Exercise instructions:
Every line below that holds the string "Debug" should be copied out.

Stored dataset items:

________________

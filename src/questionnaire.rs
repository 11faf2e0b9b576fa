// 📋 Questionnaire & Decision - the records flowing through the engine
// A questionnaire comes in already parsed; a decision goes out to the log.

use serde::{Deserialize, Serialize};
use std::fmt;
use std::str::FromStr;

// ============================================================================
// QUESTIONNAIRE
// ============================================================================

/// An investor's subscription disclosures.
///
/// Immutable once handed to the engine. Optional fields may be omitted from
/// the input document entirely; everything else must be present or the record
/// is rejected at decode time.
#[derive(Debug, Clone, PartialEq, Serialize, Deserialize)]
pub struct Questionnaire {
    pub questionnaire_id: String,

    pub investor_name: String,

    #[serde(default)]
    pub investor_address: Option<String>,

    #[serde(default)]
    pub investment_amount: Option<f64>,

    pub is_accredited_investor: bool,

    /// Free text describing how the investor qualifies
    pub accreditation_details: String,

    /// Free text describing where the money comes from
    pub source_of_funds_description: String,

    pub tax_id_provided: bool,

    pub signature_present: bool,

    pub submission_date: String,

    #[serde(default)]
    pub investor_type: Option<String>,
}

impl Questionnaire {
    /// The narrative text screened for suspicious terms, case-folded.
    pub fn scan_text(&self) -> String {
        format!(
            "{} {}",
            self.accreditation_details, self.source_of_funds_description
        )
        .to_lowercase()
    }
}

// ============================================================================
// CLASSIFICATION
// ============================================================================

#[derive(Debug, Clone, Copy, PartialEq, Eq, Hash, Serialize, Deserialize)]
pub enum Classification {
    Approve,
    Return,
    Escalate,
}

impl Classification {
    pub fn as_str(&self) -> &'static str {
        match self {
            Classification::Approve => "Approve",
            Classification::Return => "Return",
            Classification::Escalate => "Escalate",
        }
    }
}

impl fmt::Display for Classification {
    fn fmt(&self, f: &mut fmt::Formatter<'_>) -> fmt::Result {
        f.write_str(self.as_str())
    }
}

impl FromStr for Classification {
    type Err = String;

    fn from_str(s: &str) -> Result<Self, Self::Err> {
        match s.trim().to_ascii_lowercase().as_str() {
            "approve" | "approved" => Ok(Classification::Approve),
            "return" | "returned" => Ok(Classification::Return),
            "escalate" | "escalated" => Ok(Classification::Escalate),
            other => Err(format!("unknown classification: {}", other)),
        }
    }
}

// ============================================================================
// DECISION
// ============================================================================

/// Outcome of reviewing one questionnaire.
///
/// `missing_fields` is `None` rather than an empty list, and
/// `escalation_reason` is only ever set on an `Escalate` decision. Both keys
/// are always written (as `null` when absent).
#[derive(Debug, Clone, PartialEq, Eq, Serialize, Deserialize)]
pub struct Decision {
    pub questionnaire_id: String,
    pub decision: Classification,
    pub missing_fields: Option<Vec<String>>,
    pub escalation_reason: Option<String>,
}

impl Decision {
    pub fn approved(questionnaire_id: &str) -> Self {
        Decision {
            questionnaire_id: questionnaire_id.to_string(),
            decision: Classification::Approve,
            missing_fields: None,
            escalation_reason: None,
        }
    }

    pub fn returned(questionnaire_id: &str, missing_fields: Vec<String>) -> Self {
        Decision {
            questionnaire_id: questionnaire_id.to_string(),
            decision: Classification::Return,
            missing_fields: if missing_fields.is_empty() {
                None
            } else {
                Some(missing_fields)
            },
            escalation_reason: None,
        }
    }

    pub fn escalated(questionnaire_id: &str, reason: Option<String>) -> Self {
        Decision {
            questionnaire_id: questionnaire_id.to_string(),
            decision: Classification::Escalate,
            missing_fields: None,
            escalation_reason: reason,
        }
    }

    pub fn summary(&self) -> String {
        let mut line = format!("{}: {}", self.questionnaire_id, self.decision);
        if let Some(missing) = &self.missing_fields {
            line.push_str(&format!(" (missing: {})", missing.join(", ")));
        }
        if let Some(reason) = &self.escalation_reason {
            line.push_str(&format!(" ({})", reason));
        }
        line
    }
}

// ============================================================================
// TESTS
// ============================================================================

________________

Result for this exercise:
#[derive(Debug, Clone, PartialEq, Serialize, Deserialize)]
#[derive(Debug, Clone, Copy, PartialEq, Eq, Hash, Serialize, Deserialize)]
#[derive(Debug, Clone, PartialEq, Eq, Serialize, Deserialize)]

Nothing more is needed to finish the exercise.